__The problem__. Show all lines from the listing below that contain "RefreshError".

__Records to use__.
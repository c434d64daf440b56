// src/scheduler.rs

//! Cron and run-once wiring for the refresh job.

use std::sync::Arc;
use std::time::Duration;

use tokio::sync::Notify;
use tokio_cron_scheduler::{Job, JobScheduler};

use crate::refresh::RefreshOrchestrator;

/// Delay before the run-once job fires after start-up.
pub const RUN_ONCE_DELAY: Duration = Duration::from_secs(3);

/// Accept crontab's five fields by prepending a seconds field.
pub fn to_scheduler_cron(expr: &str) -> String {
    let expr = expr.trim();
    if expr.split_whitespace().count() == 5 {
        format!("0 {}", expr)
    } else {
        expr.to_string()
    }
}

/// A started scheduler and what it was given to do.
pub struct RefreshSchedule {
    scheduler: JobScheduler,
    recurring: bool,
    run_once_done: Option<Arc<Notify>>,
}

impl RefreshSchedule {
    /// True when a cron job was registered.
    pub fn is_recurring(&self) -> bool {
        self.recurring
    }

    pub fn has_run_once(&self) -> bool {
        self.run_once_done.is_some()
    }

    /// Resolves once the run-once job has finished. Pending forever if there is none.
    pub async fn run_once_finished(&self) {
        match &self.run_once_done {
            Some(done) => done.notified().await,
            None => std::future::pending().await,
        }
    }

    pub async fn shutdown(mut self) -> anyhow::Result<()> {
        self.scheduler.shutdown().await?;
        Ok(())
    }
}

/// Schedule the refresh according to the orchestrator's configuration.
///
/// Returns `None` when nothing is scheduled. A bad cron expression is logged
/// and skipped so a run-once request still goes ahead. Cron times are read in
/// the host's local timezone.
pub async fn start_scheduler(
    orchestrator: Arc<RefreshOrchestrator>,
) -> anyhow::Result<Option<RefreshSchedule>> {
    start_scheduler_with_delay(orchestrator, RUN_ONCE_DELAY).await
}

pub async fn start_scheduler_with_delay(
    orchestrator: Arc<RefreshOrchestrator>,
    run_once_delay: Duration,
) -> anyhow::Result<Option<RefreshSchedule>> {
    let config = orchestrator.config().clone();
    if !config.enabled && !config.run_once {
        log::info!("Scheduler: refresh is disabled");
        return Ok(None);
    }

    let scheduler = JobScheduler::new().await?;
    let mut run_once_done = None;
    let mut recurring = false;

    if config.run_once {
        log::info!("Scheduler: running refresh once in {:?}", run_once_delay);
        let done = Arc::new(Notify::new());
        let orch = orchestrator.clone();
        let signal = done.clone();
        let job = Job::new_one_shot_async(run_once_delay, move |_uuid, _l| {
            let orch = orch.clone();
            let signal = signal.clone();
            Box::pin(async move {
                orch.trigger().await;
                signal.notify_one();
            })
        })?;
        scheduler.add(job).await?;
        run_once_done = Some(done);
    }

    if let Some(cron) = config.cron.as_deref().filter(|c| config.enabled && !c.trim().is_empty()) {
        let expr = to_scheduler_cron(cron);
        let orch = orchestrator.clone();
        let job = Job::new_async_tz(expr.as_str(), chrono::Local, move |_uuid, _l| {
            let orch = orch.clone();
            Box::pin(async move {
                log::info!("Scheduler: running scheduled refresh");
                orch.trigger().await;
            })
        });
        match job {
            Ok(job) => {
                scheduler.add(job).await?;
                recurring = true;
                log::info!("Scheduler: refresh scheduled with cron `{}` (local time)", cron);
            }
            Err(e) => log::error!("Scheduler: invalid cron expression `{}`: {}", cron, e),
        }
    }

    if !recurring && run_once_done.is_none() {
        log::info!("Scheduler: no refresh jobs configured");
        return Ok(None);
    }

    scheduler.start().await?;
    Ok(Some(RefreshSchedule {
        scheduler,
        recurring,
        run_once_done,
    }))
}
// src/zspace/mod.rs

// NAS media index API: wire types, session credentials and the HTTP client.
pub mod client;
pub mod session;
pub mod types;

pub use client::{generate_nonce, MediaIndexApi, ZspaceClient};
pub use session::Session;
pub use types::{Classification, TaskStatusReply};
// src/refresh/categories.rs

//! Deciding which classifications a run should rescan.

use chrono::{Local, NaiveDateTime};
use std::collections::HashSet;

use crate::config::PluginConfig;
use crate::error::{ConfigError, RefreshResult};
use crate::history::{HistorySource, MediaKind, TransferRecord};
use crate::zspace::Classification;

/// Classifications targeted by a run.
#[derive(Debug, Clone, PartialEq, Eq)]
pub enum CategorySelection {
    /// Every classification the server lists.
    All,
    /// Only these names, in order.
    Named(Vec<String>),
}

impl CategorySelection {
    pub fn is_empty(&self) -> bool {
        matches!(self, CategorySelection::Named(names) if names.is_empty())
    }

    /// Names to refresh once the server's directory is known.
    pub fn resolve(&self, directory: &[Classification]) -> Vec<String> {
        match self {
            CategorySelection::All => directory.iter().map(|c| c.name.clone()).collect(),
            CategorySelection::Named(names) => names.clone(),
        }
    }
}

/// Split a `,` or `，` separated name list, dropping blanks.
pub fn split_category_list(raw: &str) -> Vec<String> {
    raw.replace('，', ",")
        .split(',')
        .map(str::trim)
        .filter(|s| !s.is_empty())
        .map(str::to_string)
        .collect()
}

/// Successful transfers whose destination sits under `prefix`.
pub fn filter_records<'a>(records: &'a [TransferRecord], prefix: &str) -> Vec<&'a TransferRecord> {
    records
        .iter()
        .filter(|r| r.is_success())
        .filter(|r| r.dest.as_deref().is_some_and(|d| d.starts_with(prefix)))
        .collect()
}

fn categories_for(kind: MediaKind, config: &PluginConfig) -> Vec<String> {
    match kind {
        MediaKind::Movie => split_category_list(&config.movie_categories),
        MediaKind::Show => split_category_list(&config.show_categories),
        MediaKind::Other => Vec::new(),
    }
}

pub async fn determine_categories(
    config: &PluginConfig,
    history: &dyn HistorySource,
) -> RefreshResult<CategorySelection> {
    determine_categories_at(config, history, Local::now().naive_local()).await
}

/// Same as [`determine_categories`] with an explicit "now".
pub async fn determine_categories_at(
    config: &PluginConfig,
    history: &dyn HistorySource,
    now: NaiveDateTime,
) -> RefreshResult<CategorySelection> {
    if config.refresh_all {
        return Ok(CategorySelection::All);
    }

    let prefix = config.path_prefix()?;
    let cutoff = now
        .checked_sub_signed(config.window_duration()?)
        .ok_or_else(|| ConfigError::WindowOutOfRange {
            window: config.window,
            unit: config.unit.clone(),
        })?;

    let records = history.list_since(cutoff).await?;
    if records.is_empty() {
        log::info!(
            "Refresh: no transfers in the last {} {}(s)",
            config.window,
            config.unit
        );
        return Ok(CategorySelection::Named(Vec::new()));
    }

    let matching = filter_records(&records, prefix);
    if matching.is_empty() {
        log::info!(
            "Refresh: no transfers under {} in the last {} {}(s)",
            prefix,
            config.window,
            config.unit
        );
        return Ok(CategorySelection::Named(Vec::new()));
    }

    let kinds: HashSet<MediaKind> = matching.iter().map(|r| r.kind).collect();
    let mut seen = HashSet::new();
    let names: Vec<String> = [MediaKind::Movie, MediaKind::Show]
        .into_iter()
        .filter(|k| kinds.contains(k))
        .flat_map(|k| categories_for(k, config))
        .filter(|name| seen.insert(name.clone()))
        .collect();

    log::info!(
        "Refresh: {} transfer(s) under {} in the last {} {}(s), classifications to refresh: {:?}",
        matching.len(),
        prefix,
        config.window,
        config.unit,
        names
    );
    Ok(CategorySelection::Named(names))
}

#[cfg(test)]
mod tests {
    use super::*;
    use crate::error::RefreshError;
    use crate::history::InMemoryHistory;
    use chrono::{Duration, NaiveDate};

    fn now() -> NaiveDateTime {
        NaiveDate::from_ymd_opt(2024, 6, 10)
            .unwrap()
            .and_hms_opt(12, 0, 0)
            .unwrap()
    }

    fn record(kind: MediaKind, status: i64, dest: Option<&str>, age: Duration) -> TransferRecord {
        TransferRecord {
            kind,
            status,
            dest: dest.map(str::to_string),
            date: now() - age,
        }
    }

    fn config() -> PluginConfig {
        PluginConfig {
            path_prefix: Some("/cloud".into()),
            movie_categories: "Movies，Kids, ".into(),
            show_categories: "Shows,Kids".into(),
            ..PluginConfig::default()
        }
    }

    #[test]
    fn test_split_category_list() {
        assert_eq!(split_category_list("A，B,C"), vec!["A", "B", "C"]);
        assert_eq!(split_category_list(" A , ,B "), vec!["A", "B"]);
        assert!(split_category_list("").is_empty());
    }

    #[test]
    fn test_filter_excludes_failed_and_foreign_paths() {
        let records = vec![
            record(MediaKind::Movie, 1, Some("/cloud/m.mkv"), Duration::hours(1)),
            record(MediaKind::Movie, 0, Some("/cloud/failed.mkv"), Duration::hours(1)),
            record(MediaKind::Show, 1, Some("/local/s.mkv"), Duration::hours(1)),
            record(MediaKind::Show, 1, None, Duration::hours(1)),
        ];
        let kept = filter_records(&records, "/cloud");
        assert_eq!(kept.len(), 1);
        assert_eq!(kept[0].dest.as_deref(), Some("/cloud/m.mkv"));
    }

    #[tokio::test]
    async fn test_refresh_all_skips_history() {
        let config = PluginConfig {
            refresh_all: true,
            unit: "fortnight".into(),
            ..PluginConfig::default()
        };
        let selection = determine_categories_at(&config, &InMemoryHistory::default(), now())
            .await
            .unwrap();
        assert_eq!(selection, CategorySelection::All);
    }

    #[tokio::test]
    async fn test_one_day_window_boundary() {
        let history = InMemoryHistory::new(vec![
            record(MediaKind::Movie, 1, Some("/cloud/new.mkv"), Duration::hours(23)),
            record(MediaKind::Show, 1, Some("/cloud/old.mkv"), Duration::hours(25)),
        ]);
        let selection = determine_categories_at(&config(), &history, now()).await.unwrap();
        assert_eq!(
            selection,
            CategorySelection::Named(vec!["Movies".into(), "Kids".into()])
        );
    }

    #[tokio::test]
    async fn test_both_kinds_union_without_duplicates() {
        let history = InMemoryHistory::new(vec![
            record(MediaKind::Show, 1, Some("/cloud/s.mkv"), Duration::minutes(5)),
            record(MediaKind::Movie, 1, Some("/cloud/m.mkv"), Duration::minutes(5)),
            record(MediaKind::Other, 1, Some("/cloud/x.mkv"), Duration::minutes(5)),
        ]);
        let selection = determine_categories_at(&config(), &history, now()).await.unwrap();
        assert_eq!(
            selection,
            CategorySelection::Named(vec!["Movies".into(), "Kids".into(), "Shows".into()])
        );
    }

    #[tokio::test]
    async fn test_nothing_recent_is_empty() {
        let history = InMemoryHistory::new(vec![record(
            MediaKind::Movie,
            1,
            Some("/cloud/m.mkv"),
            Duration::days(3),
        )]);
        let selection = determine_categories_at(&config(), &history, now()).await.unwrap();
        assert!(selection.is_empty());
    }

    #[tokio::test]
    async fn test_kind_without_mapping_contributes_nothing() {
        let config = PluginConfig {
            movie_categories: String::new(),
            ..config()
        };
        let history = InMemoryHistory::new(vec![record(
            MediaKind::Movie,
            1,
            Some("/cloud/m.mkv"),
            Duration::hours(1),
        )]);
        let selection = determine_categories_at(&config, &history, now()).await.unwrap();
        assert!(selection.is_empty());
    }

    #[tokio::test]
    async fn test_missing_prefix_and_bad_unit_fail_fast() {
        let no_prefix = PluginConfig {
            path_prefix: None,
            ..config()
        };
        let err = determine_categories_at(&no_prefix, &InMemoryHistory::default(), now())
            .await
            .unwrap_err();
        assert!(matches!(err, RefreshError::Config(ConfigError::MissingPathPrefix)));

        let bad_unit = PluginConfig {
            unit: "week".into(),
            ..config()
        };
        let err = determine_categories_at(&bad_unit, &InMemoryHistory::default(), now())
            .await
            .unwrap_err();
        assert!(matches!(err, RefreshError::Config(ConfigError::UnknownUnit(_))));
    }

    #[tokio::test]
    async fn test_huge_window_is_an_error_not_a_panic() {
        let config = PluginConfig {
            window: 200_000_000,
            unit: "day".into(),
            ..config()
        };
        let err = determine_categories_at(&config, &InMemoryHistory::default(), now())
            .await
            .unwrap_err();
        assert!(matches!(
            err,
            RefreshError::Config(ConfigError::WindowOutOfRange { window: 200_000_000, .. })
        ));

        let widest = PluginConfig {
            window: u32::MAX,
            unit: "minute".into(),
            ..self::config()
        };
        assert!(determine_categories_at(&widest, &InMemoryHistory::default(), now())
            .await
            .is_ok());
    }

    #[test]
    fn test_resolve_all_against_directory() {
        let directory = vec![
            Classification {
                name: "Movies".into(),
                id: "1".into(),
            },
            Classification {
                name: "Shows".into(),
                id: "2".into(),
            },
        ];
        assert_eq!(CategorySelection::All.resolve(&directory), vec!["Movies", "Shows"]);
        assert!(!CategorySelection::All.is_empty());
    }
}
// src/error.rs

//! Error types shared by the refresh workflow.
//!
//! Nothing here is meant to reach the scheduler: the scheduler-facing entry
//! points log these errors and return. They exist so callers and tests can
//! see what happened without reading log output.

use thiserror::Error;

/// Result alias for the refresh workflow.
pub type RefreshResult<T> = Result<T, RefreshError>;

/// Configuration is unusable for the requested operation.
#[derive(Debug, Error, PartialEq, Eq)]
pub enum ConfigError {
    #[error("path prefix filter is not set")]
    MissingPathPrefix,
    #[error("unrecognized time window unit `{0}` (expected day, hour or minute)")]
    UnknownUnit(String),
    #[error("time window of {window} {unit}(s) reaches before the earliest representable date")]
    WindowOutOfRange { window: u32, unit: String },
    #[error("remote host or credential blob is not configured")]
    MissingRemote,
    #[error("container assistant host or secret key is not configured")]
    MissingCopilot,
}

/// The credential blob could not be turned into a session.
#[derive(Debug, Error, PartialEq, Eq)]
pub enum AuthError {
    #[error("credential blob is empty")]
    Empty,
    #[error("malformed credential segment `{0}`")]
    Malformed(String),
    #[error("credential blob is missing required fields: {0:?}")]
    MissingFields(Vec<&'static str>),
}

/// The remote service could not be reached or answered unexpectedly.
#[derive(Debug, Error)]
pub enum RemoteApiError {
    #[error("invalid endpoint url {url}")]
    InvalidUrl {
        url: String,
        #[source]
        source: url::ParseError,
    },
    #[error("failed to build http client")]
    Client(#[source] reqwest::Error),
    #[error("request to {url} failed")]
    Transport {
        url: String,
        #[source]
        source: reqwest::Error,
    },
    #[error("could not decode response from {url}")]
    Decode {
        url: String,
        #[source]
        source: reqwest::Error,
    },
    #[error("remote returned code {code}: {message}")]
    Status { code: String, message: String },
    #[error("remote response is missing {0}")]
    MissingData(&'static str),
}

/// Transfer history could not be read.
#[derive(Debug, Error)]
pub enum HistoryError {
    #[error("failed to read history file {path}")]
    Io {
        path: String,
        #[source]
        source: std::io::Error,
    },
    #[error("failed to parse history file {path}")]
    Parse {
        path: String,
        #[source]
        source: serde_json::Error,
    },
}

/// Top-level error of a refresh run.
#[derive(Debug, Error)]
pub enum RefreshError {
    #[error(transparent)]
    Config(#[from] ConfigError),
    #[error(transparent)]
    Auth(#[from] AuthError),
    #[error(transparent)]
    Remote(#[from] RemoteApiError),
    #[error(transparent)]
    History(#[from] HistoryError),
}
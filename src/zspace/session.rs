// src/zspace/session.rs

//! Session credentials taken from a browser cookie blob.

use std::collections::HashMap;
use std::fmt;

use crate::error::AuthError;

/// Cookie keys every request needs.
pub const REQUIRED_FIELDS: [&str; 6] = ["token", "device_id", "device", "version", "_l", "nas_id"];

/// Split a `k=v; k2=v2` blob into a map. Later keys win.
pub fn parse_cookie(raw: &str) -> Result<HashMap<String, String>, AuthError> {
    if raw.trim().is_empty() {
        return Err(AuthError::Empty);
    }
    let mut map = HashMap::new();
    for segment in raw.split(';') {
        let segment = segment.trim();
        if segment.is_empty() {
            continue;
        }
        let (key, value) = segment
            .split_once('=')
            .ok_or_else(|| AuthError::Malformed(segment.to_string()))?;
        let key = key.trim();
        if key.is_empty() {
            return Err(AuthError::Malformed(segment.to_string()));
        }
        map.insert(key.to_string(), value.trim().to_string());
    }
    Ok(map)
}

/// Identifiers the NAS expects on every classification call.
#[derive(Clone, PartialEq, Eq)]
pub struct Session {
    pub token: String,
    pub device_id: String,
    pub device: String,
    pub version: String,
    pub locale: String,
    pub nas_id: String,
    /// The original blob, replayed as the `Cookie` header.
    pub cookie: String,
}

impl Session {
    pub fn from_cookie(raw: &str) -> Result<Self, AuthError> {
        let mut map = parse_cookie(raw)?;
        let missing: Vec<&'static str> = REQUIRED_FIELDS
            .iter()
            .copied()
            .filter(|f| !map.contains_key(*f))
            .collect();
        if !missing.is_empty() {
            return Err(AuthError::MissingFields(missing));
        }
        let mut take = |key: &str| map.remove(key).unwrap_or_default();
        Ok(Self {
            token: take("token"),
            device_id: take("device_id"),
            device: take("device"),
            version: take("version"),
            locale: take("_l"),
            nas_id: take("nas_id"),
            cookie: raw.trim().to_string(),
        })
    }

    /// Form body of a rescan request for one classification.
    pub fn rescan_form(&self, classification_id: &str) -> Vec<(&'static str, String)> {
        vec![
            ("classification_id", classification_id.to_string()),
            ("device_id", self.device_id.clone()),
            ("token", self.token.clone()),
            ("device", self.device.clone()),
            ("plat", "web".to_string()),
            ("_l", self.locale.clone()),
            ("version", self.version.clone()),
            ("nasid", self.nas_id.clone()),
        ]
    }
}

impl fmt::Debug for Session {
    fn fmt(&self, f: &mut fmt::Formatter<'_>) -> fmt::Result {
        f.debug_struct("Session")
            .field("device_id", &self.device_id)
            .field("device", &self.device)
            .field("version", &self.version)
            .field("locale", &self.locale)
            .field("nas_id", &self.nas_id)
            .finish_non_exhaustive()
    }
}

__Problem solution__.
    use crate::error::RefreshError;
        assert!(matches!(err, RefreshError::Config(ConfigError::MissingPathPrefix)));
        assert!(matches!(err, RefreshError::Config(ConfigError::UnknownUnit(_))));
            RefreshError::Config(ConfigError::WindowOutOfRange { window: 200_000_000, .. })
pub type RefreshResult<T> = Result<T, RefreshError>;
pub enum RefreshError {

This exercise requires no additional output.